There’s other evidence of intelligent design I could cite but most of it is very technical. To understand it, you need a scientific background. But there are many other examples of the physical universe’s “life-friendly” properties.

Q: In the face of this kind of evidence, what’s the position of scientists who support the chance theory?

A: One of the main theories advanced by proponents of the chance viewpoint is the theory of the “multiverse,” which maintains that there are an infinite number of universes, and that our universe just happens to be the one where conditions are right for intelligent life. However, there’s no scientific proof that these other universes exist.

Q: How has the scientific community responded to the multiverse theory?

A: Skeptically. It makes little sense to talk about other universes if there’s no way to confirm their existence. Some physicists have pointed out that if you can hypothesize an unlimited number of universes, you can explain anything, but a theory that allows anything to be possible, actually explains nothing. *

I’ve always thought that the multiverse theory is really no different from saying, “If there were a million monkeys pounding away on a million typewriters for an unlimited period of time, eventually they’d write the Bible, all of Shakespeare’s plays, the Koran, and every other famous book that’s ever been written — just by chance.”

I like using that example because it’s so preposterous. When you cloak the multiverse theory in the garb of scientific language it appears more reasonable than when you substitute a goofy example.

Q: Have the proponents cited anything in support of the multiverse theory?

A: They’ve been able to show mathematically that the multiverse is a possibility, but, in science, being able to show that something is mathematically possible doesn’t necessarily mean that it’s true.

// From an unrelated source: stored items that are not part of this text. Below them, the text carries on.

pub mod http;
pub mod local;
pub mod s3;

use async_trait::async_trait;
use thiserror::Error;

use crate::terraform::TfState;

#[derive(Debug, Error)]
pub enum SourceError {
    #[error("unsupported state scheme: {0}")]
    UnsupportedScheme(String),
    #[error("invalid state URL '{url}': {message}")]
    InvalidUrl { url: String, message: String },
    #[error("cannot read {path}: {source}")]
    Io {
        path: String,
        #[source]
        source: std::io::Error,
    },
    #[error("network error: {0}")]
    Http(#[from] reqwest::Error),
    #[error("HTTP {status} fetching {url}")]
    HttpStatus { url: String, status: u16 },
    #[error("command failed: {0}")]
    Command(String),
    #[error("invalid tfstate: {0}")]
    Decode(#[from] serde_json::Error),
}

/// Somewhere a tfstate document can be fetched from.
#[async_trait]
pub trait StateSource: Send + Sync {
    fn name(&self) -> &str;
    async fn fetch(&self) -> Result<Vec<u8>, SourceError>;
}

/// Picks the source for a state locator by its scheme.
pub fn get_source(url: &str) -> Result<Box<dyn StateSource>, SourceError> {
    match url.split_once("://") {
        Some(("s3", _)) => Ok(Box::new(s3::S3Source::parse(url)?)),
        Some(("http" | "https", _)) => Ok(Box::new(http::HttpSource::new(url.to_string()))),
        Some(("file", path)) => Ok(Box::new(local::LocalSource::new(path))),
        Some((scheme, _)) => Err(SourceError::UnsupportedScheme(scheme.to_string())),
        None => Ok(Box::new(local::LocalSource::new(url))),
    }
}

/// Fetches and decodes the state snapshot behind `url`.
pub async fn read_state(url: &str) -> Result<TfState, SourceError> {
    let source = get_source(url)?;
    tracing::info!(source = source.name(), url, "reading state");

    let data = source.fetch().await?;
    let state = TfState::from_slice(&data)?;

    tracing::info!(instances = state.len(), "state loaded");
    Ok(state)
}
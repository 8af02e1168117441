use std::path::PathBuf;

use async_trait::async_trait;

use super::{SourceError, StateSource};

#[derive(Debug)]
pub struct LocalSource {
    path: PathBuf,
}

impl LocalSource {
    pub fn new(path: impl Into<PathBuf>) -> Self {
        Self { path: path.into() }
    }
}

#[async_trait]
impl StateSource for LocalSource {
    fn name(&self) -> &str {
        "local"
    }

    async fn fetch(&self) -> Result<Vec<u8>, SourceError> {
        tokio::fs::read(&self.path)
            .await
            .map_err(|source| SourceError::Io {
                path: self.path.display().to_string(),
                source,
            })
    }
}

The other evidence cited is the discovery of “dark energy.” In 1998 scientists discovered that the expansion of the universe is accelerating and not slowing down as previously assumed. An unknown form of energy, dubbed “dark energy,” is causing this expansion.

The proponents of the multiverse theory have seized upon this expansion of the universe through “dark energy” as support for the multiverse theory. However, science at this point doesn’t even know what dark energy is, so obviously it’s neither evidence nor proof that other universes exist.

In fact, many scientists have shown that the discovery of “dark energy” provides additional support for the intelligent design viewpoint.

Q: Can you explain how?

A: “Dark energy” is another example of the kind of fine-tuning that allows life to exist. Scientists have found that the calibration of “dark energy,” which appears to be a repelling force, is just enough to accelerate expansion of the universe but not so much as to cause the universe to rip apart. If the effects of “dark energy” were any greater, they would overwhelm the gravity that holds the universe together.

One prominent physicist describes the calibration of dark energy as an example of fine-tuning well beyond what one might expect if it were a “mere accident.”*

Q: What, then, will be the likely fate of the multiverse theory?

A: There have been plenty of theories in science over the centuries that have been popular yet eventually been proven false. Evidence is ultimately what brings about changes in scientific understanding. If the evidence doesn’t confirm a theory, at some point we have to change or abandon the theory.

Maybe multiverses exist. But as an explanation of why intelligent life exists on Earth, so far there’s no evidence to support the multiverse theory.

Q: Do you believe that the future will increasingly confirm the intelligent design viewpoint?

A: Yes. I believe that as these “life-friendly” coincidences continue to stack up, more and more scientists will embrace intelligent design. As one commentator put it: “The basic properties of the universe are uncannily suited for life. Tweak the laws of physics in just about any way – and life as we know it would cease to exist.”*

One Comment

  1. Dear Peter,

    Thank you for this very insightful article. I’m sure as we move forward in this age of energy that more and more about life will be discovered. In friendship, Jerry.